### Work request
Please give back word for word the lines below, from the first one through the one with "pub fn build(self)".

Items listed in a dataset
______________________________
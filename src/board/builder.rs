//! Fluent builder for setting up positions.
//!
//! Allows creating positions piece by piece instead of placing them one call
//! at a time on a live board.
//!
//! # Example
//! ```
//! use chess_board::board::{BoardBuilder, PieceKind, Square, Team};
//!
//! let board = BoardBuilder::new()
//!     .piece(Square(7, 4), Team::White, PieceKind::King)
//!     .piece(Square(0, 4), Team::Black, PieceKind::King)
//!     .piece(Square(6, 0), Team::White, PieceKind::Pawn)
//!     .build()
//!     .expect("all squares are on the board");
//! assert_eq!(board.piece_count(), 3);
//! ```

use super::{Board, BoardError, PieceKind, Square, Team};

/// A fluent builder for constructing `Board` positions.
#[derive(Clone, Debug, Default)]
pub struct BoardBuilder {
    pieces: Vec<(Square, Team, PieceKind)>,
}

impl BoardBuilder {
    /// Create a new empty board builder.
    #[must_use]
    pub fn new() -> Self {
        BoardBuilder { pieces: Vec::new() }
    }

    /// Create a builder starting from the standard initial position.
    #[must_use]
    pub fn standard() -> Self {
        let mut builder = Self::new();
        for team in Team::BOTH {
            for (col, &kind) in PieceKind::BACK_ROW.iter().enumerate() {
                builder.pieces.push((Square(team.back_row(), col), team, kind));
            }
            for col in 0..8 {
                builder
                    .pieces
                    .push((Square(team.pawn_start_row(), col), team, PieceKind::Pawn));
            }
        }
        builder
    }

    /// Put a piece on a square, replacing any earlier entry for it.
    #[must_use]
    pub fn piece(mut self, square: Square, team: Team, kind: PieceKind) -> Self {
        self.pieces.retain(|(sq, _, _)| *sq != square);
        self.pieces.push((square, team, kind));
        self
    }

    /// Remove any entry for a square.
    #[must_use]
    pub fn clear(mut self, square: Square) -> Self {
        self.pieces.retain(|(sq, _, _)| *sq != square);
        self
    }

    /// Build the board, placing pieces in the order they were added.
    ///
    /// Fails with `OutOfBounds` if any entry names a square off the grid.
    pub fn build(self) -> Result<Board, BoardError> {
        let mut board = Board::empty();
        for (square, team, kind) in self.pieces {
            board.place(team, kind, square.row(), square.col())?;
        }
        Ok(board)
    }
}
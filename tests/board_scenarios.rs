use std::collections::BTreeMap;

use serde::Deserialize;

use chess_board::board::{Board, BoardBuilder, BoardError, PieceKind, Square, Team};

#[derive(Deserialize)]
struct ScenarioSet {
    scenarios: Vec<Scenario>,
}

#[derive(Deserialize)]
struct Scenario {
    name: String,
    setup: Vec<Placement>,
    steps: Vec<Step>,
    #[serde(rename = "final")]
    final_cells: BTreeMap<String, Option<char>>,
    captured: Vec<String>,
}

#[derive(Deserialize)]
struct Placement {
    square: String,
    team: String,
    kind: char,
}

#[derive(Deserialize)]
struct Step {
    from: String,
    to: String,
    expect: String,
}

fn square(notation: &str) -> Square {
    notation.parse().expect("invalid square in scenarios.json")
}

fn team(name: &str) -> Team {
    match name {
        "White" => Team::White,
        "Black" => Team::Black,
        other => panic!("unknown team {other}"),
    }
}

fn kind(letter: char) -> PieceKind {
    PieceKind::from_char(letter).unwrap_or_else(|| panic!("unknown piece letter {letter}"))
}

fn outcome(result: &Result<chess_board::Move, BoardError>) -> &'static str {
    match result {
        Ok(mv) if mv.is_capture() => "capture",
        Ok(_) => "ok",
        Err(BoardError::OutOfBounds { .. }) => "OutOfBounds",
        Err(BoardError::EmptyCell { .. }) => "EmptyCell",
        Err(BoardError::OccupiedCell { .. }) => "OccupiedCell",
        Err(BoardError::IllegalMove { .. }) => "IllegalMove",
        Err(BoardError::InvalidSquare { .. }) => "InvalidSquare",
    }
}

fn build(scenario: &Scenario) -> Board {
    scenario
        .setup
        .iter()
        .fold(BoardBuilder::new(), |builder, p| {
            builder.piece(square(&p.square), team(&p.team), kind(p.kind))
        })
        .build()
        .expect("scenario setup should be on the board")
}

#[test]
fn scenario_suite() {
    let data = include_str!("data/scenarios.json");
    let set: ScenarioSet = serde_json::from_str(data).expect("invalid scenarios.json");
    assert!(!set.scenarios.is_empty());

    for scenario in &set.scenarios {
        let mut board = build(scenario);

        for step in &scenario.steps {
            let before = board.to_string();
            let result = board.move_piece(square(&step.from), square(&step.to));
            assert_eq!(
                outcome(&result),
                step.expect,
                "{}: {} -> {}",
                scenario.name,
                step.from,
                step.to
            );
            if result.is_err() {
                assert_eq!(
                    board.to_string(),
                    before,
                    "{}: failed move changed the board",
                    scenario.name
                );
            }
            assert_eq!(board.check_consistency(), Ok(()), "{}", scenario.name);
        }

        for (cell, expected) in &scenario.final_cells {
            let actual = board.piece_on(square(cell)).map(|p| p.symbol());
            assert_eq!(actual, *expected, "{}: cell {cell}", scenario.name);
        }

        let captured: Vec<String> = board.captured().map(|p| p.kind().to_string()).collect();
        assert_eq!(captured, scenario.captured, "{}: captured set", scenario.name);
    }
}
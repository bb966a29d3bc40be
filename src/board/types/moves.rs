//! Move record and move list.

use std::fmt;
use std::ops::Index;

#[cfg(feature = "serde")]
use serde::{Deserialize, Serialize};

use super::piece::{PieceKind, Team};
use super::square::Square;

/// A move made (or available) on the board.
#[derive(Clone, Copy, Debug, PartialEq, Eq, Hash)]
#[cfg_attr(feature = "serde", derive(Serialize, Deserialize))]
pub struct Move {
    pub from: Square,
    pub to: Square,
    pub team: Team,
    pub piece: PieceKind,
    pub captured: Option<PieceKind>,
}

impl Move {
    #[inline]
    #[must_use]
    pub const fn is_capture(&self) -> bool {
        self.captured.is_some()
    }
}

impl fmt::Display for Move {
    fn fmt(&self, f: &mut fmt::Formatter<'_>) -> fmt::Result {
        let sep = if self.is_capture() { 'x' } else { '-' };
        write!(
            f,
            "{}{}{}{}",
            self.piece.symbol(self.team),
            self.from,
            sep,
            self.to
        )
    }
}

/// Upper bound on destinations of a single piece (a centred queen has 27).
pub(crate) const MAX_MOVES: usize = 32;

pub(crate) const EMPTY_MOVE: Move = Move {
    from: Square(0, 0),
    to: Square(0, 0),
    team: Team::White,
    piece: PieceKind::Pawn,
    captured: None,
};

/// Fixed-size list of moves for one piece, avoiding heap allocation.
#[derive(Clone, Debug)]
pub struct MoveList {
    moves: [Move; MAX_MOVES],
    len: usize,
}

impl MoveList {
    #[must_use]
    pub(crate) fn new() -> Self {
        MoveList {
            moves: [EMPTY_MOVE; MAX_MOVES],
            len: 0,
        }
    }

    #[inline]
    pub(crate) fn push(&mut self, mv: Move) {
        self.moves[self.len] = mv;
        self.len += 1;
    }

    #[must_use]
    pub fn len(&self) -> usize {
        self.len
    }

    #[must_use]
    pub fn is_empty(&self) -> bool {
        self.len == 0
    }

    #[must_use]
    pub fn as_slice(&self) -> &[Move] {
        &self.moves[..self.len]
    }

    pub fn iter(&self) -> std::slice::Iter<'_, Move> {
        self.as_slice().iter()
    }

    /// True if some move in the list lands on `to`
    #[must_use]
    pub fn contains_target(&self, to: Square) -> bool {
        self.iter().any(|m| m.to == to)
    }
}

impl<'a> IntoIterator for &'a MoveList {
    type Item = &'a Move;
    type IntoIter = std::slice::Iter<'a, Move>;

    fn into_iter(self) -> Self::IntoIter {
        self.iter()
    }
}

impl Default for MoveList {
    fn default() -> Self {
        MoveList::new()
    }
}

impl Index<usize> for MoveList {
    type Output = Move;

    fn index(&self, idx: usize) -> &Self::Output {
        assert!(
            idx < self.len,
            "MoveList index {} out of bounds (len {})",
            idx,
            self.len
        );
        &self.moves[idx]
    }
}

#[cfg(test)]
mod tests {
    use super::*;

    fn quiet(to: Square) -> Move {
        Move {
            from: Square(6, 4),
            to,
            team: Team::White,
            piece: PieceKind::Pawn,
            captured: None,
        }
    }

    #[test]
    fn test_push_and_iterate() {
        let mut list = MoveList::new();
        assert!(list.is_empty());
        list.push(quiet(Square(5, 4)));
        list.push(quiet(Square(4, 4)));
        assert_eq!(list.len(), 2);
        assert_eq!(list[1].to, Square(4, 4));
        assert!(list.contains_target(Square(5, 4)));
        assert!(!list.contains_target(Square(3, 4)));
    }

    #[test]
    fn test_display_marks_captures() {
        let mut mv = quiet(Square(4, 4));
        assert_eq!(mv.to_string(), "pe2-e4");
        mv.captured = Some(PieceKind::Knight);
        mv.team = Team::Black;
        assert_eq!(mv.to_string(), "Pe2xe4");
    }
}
______________________________
### Exercise output
filename src/board/builder.rs
//! Fluent builder for setting up positions.
//!
//! Allows creating positions piece by piece instead of placing them one call
//! at a time on a live board.
//!
//! # Example
//! ```
//! use chess_board::board::{BoardBuilder, PieceKind, Square, Team};
//!
//! let board = BoardBuilder::new()
//!     .piece(Square(7, 4), Team::White, PieceKind::King)
//!     .piece(Square(0, 4), Team::Black, PieceKind::King)
//!     .piece(Square(6, 0), Team::White, PieceKind::Pawn)
//!     .build()
//!     .expect("all squares are on the board");
//! assert_eq!(board.piece_count(), 3);
//! ```

use super::{Board, BoardError, PieceKind, Square, Team};

/// A fluent builder for constructing `Board` positions.
#[derive(Clone, Debug, Default)]
pub struct BoardBuilder {
    pieces: Vec<(Square, Team, PieceKind)>,
}

impl BoardBuilder {
    /// Create a new empty board builder.
    #[must_use]
    pub fn new() -> Self {
        BoardBuilder { pieces: Vec::new() }
    }

    /// Create a builder starting from the standard initial position.
    #[must_use]
    pub fn standard() -> Self {
        let mut builder = Self::new();
        for team in Team::BOTH {
            for (col, &kind) in PieceKind::BACK_ROW.iter().enumerate() {
                builder.pieces.push((Square(team.back_row(), col), team, kind));
            }
            for col in 0..8 {
                builder
                    .pieces
                    .push((Square(team.pawn_start_row(), col), team, PieceKind::Pawn));
            }
        }
        builder
    }

    /// Put a piece on a square, replacing any earlier entry for it.
    #[must_use]
    pub fn piece(mut self, square: Square, team: Team, kind: PieceKind) -> Self {
        self.pieces.retain(|(sq, _, _)| *sq != square);
        self.pieces.push((square, team, kind));
        self
    }

    /// Remove any entry for a square.
    #[must_use]
    pub fn clear(mut self, square: Square) -> Self {
        self.pieces.retain(|(sq, _, _)| *sq != square);
        self
    }

    /// Build the board, placing pieces in the order they were added.
    ///
    /// Fails with `OutOfBounds` if any entry names a square off the grid.
    pub fn build(self) -> Result<Board, BoardError> {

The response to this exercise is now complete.